- Problem to solve -
Exactly reproduce the data from its first line through the line with "#[cfg(test)]", leaving out every line after it.

- Extracted entries -
################

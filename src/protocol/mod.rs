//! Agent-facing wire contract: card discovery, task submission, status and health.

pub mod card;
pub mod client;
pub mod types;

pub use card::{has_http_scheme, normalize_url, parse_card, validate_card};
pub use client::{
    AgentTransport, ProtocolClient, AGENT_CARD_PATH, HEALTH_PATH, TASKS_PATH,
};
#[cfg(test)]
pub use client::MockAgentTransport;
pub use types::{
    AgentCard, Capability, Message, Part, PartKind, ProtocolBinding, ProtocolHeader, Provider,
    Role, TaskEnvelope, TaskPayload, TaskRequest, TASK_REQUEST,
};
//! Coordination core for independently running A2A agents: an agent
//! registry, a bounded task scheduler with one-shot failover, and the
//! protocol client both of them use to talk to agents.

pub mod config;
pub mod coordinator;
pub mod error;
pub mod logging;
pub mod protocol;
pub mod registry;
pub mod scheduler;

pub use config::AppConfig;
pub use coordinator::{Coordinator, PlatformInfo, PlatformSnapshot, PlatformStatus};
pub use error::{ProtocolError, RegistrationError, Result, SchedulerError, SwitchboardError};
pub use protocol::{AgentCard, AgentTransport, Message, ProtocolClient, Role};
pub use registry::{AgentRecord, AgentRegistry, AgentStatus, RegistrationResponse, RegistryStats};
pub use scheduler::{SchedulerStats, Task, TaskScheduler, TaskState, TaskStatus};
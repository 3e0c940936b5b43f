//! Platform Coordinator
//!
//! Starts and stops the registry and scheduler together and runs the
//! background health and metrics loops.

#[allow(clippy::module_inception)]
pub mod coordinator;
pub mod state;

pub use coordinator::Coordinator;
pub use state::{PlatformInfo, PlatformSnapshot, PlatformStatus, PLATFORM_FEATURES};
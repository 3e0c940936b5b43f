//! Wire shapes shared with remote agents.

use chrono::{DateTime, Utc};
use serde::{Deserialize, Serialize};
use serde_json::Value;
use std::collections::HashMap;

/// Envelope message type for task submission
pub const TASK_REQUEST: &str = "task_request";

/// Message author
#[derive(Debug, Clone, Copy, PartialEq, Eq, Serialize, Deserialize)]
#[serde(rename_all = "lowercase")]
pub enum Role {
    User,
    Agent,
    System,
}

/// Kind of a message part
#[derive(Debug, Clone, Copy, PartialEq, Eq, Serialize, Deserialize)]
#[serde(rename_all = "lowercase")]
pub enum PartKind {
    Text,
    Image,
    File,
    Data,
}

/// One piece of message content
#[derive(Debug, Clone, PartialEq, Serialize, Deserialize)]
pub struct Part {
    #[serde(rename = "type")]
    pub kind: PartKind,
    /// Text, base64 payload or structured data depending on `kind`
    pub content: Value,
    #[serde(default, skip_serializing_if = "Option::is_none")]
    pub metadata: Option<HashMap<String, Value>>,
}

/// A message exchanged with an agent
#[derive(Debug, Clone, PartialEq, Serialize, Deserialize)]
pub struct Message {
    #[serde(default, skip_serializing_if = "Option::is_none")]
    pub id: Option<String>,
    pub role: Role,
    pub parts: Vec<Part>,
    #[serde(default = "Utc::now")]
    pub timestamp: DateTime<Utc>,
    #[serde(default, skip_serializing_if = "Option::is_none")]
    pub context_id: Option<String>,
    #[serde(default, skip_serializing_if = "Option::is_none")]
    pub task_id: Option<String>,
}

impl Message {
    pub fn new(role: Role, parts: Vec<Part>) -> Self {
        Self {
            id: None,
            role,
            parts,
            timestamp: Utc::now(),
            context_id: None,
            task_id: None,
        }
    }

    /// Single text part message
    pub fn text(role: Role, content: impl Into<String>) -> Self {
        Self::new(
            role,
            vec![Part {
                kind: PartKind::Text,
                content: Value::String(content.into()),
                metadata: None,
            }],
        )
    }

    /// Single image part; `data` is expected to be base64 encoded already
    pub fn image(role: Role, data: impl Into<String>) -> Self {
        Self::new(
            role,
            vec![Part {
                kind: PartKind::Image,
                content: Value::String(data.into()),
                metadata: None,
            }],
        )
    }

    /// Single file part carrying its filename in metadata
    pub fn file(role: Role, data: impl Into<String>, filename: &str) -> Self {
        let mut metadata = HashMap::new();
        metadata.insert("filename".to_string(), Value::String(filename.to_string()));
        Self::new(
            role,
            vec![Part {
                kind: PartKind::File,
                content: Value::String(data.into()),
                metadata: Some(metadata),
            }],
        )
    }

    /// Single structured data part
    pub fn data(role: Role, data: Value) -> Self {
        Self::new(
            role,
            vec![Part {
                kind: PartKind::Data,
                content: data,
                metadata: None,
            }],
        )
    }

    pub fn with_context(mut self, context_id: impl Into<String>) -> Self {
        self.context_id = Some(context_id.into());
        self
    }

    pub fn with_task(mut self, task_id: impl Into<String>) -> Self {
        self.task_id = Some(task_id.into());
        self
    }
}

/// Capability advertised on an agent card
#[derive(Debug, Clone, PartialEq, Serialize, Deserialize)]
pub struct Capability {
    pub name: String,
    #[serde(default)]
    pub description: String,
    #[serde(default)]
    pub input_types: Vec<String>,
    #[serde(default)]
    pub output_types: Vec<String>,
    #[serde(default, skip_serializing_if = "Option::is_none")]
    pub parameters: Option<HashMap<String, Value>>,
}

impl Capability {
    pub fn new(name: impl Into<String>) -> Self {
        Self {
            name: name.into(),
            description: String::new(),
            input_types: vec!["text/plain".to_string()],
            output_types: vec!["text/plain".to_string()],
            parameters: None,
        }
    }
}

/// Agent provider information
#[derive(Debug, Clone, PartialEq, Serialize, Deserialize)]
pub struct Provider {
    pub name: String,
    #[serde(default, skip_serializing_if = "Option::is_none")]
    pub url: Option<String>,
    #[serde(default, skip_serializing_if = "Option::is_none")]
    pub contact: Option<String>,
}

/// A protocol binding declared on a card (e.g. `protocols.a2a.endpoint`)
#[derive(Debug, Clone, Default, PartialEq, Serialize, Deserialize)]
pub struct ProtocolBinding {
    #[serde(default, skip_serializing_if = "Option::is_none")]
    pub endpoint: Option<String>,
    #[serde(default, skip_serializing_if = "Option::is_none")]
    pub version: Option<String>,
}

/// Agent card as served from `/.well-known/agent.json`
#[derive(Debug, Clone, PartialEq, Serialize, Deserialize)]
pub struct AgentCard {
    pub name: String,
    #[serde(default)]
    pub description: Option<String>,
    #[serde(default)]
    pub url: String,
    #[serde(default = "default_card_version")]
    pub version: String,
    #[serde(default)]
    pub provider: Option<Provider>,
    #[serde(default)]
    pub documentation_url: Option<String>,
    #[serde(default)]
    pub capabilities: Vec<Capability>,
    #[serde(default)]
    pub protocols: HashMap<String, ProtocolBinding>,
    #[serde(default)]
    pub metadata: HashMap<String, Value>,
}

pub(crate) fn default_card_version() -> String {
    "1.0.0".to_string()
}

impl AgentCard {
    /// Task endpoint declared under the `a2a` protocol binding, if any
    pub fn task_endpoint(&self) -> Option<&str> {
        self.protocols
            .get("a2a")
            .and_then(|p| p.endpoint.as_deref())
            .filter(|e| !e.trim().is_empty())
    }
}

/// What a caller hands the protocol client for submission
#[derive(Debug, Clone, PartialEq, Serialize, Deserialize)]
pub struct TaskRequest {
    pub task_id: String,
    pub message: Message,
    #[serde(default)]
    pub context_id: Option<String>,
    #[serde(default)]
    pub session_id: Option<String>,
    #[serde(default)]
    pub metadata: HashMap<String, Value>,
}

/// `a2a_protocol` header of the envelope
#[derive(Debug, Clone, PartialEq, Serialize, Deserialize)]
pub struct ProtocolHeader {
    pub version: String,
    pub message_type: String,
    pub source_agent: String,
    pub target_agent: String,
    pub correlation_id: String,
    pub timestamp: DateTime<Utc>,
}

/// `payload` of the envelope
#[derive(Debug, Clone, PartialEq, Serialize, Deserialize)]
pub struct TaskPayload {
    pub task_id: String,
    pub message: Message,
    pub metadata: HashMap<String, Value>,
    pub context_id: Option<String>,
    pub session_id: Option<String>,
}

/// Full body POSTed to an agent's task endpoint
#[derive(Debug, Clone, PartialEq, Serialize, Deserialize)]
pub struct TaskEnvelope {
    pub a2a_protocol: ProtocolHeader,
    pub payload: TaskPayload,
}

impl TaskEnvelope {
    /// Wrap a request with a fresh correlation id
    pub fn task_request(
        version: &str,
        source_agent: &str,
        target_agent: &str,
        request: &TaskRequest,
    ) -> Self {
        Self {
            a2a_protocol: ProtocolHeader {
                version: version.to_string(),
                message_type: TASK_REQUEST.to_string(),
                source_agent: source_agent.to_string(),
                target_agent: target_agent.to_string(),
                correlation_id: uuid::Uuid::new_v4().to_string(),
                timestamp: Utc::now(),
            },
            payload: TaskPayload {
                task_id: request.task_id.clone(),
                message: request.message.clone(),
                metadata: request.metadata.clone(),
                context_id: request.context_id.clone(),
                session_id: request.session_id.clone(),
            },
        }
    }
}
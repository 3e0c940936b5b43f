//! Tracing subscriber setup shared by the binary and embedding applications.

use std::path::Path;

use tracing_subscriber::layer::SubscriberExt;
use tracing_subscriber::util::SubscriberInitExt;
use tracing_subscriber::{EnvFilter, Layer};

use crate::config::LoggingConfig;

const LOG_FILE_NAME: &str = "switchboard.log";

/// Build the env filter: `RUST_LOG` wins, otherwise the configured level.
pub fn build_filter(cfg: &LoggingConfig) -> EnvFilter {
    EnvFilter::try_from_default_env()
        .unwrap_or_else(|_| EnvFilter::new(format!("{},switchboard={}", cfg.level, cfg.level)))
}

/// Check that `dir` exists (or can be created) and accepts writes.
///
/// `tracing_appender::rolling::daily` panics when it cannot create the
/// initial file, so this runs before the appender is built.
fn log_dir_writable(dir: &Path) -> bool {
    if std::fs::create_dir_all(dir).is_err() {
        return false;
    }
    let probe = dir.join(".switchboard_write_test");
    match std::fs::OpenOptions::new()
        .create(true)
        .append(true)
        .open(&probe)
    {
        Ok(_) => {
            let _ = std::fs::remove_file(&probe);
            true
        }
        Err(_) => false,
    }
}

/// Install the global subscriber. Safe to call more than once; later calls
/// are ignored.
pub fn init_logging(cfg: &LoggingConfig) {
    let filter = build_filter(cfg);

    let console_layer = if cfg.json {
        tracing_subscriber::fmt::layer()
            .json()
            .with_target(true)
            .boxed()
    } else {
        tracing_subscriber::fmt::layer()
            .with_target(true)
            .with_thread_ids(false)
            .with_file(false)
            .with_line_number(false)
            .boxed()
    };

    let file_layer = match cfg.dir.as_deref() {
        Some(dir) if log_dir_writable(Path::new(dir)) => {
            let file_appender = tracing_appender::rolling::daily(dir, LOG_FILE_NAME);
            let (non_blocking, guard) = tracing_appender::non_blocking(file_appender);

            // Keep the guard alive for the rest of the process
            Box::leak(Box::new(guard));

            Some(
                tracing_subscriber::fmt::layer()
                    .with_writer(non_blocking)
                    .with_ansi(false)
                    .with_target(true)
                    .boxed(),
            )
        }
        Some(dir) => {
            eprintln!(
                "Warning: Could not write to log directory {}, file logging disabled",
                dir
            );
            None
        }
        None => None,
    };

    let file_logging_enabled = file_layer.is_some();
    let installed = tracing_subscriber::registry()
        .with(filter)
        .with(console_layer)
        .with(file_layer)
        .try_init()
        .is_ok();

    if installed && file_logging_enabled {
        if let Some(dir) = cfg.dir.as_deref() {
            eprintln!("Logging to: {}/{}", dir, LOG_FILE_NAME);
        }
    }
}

################

- Exercise solution -
filename src/protocol/mod.rs
//! Agent-facing wire contract: card discovery, task submission, status and health.

pub mod card;
pub mod client;
pub mod types;

pub use card::{has_http_scheme, normalize_url, parse_card, validate_card};
pub use client::{
    AgentTransport, ProtocolClient, AGENT_CARD_PATH, HEALTH_PATH, TASKS_PATH,
};
#[cfg(test)]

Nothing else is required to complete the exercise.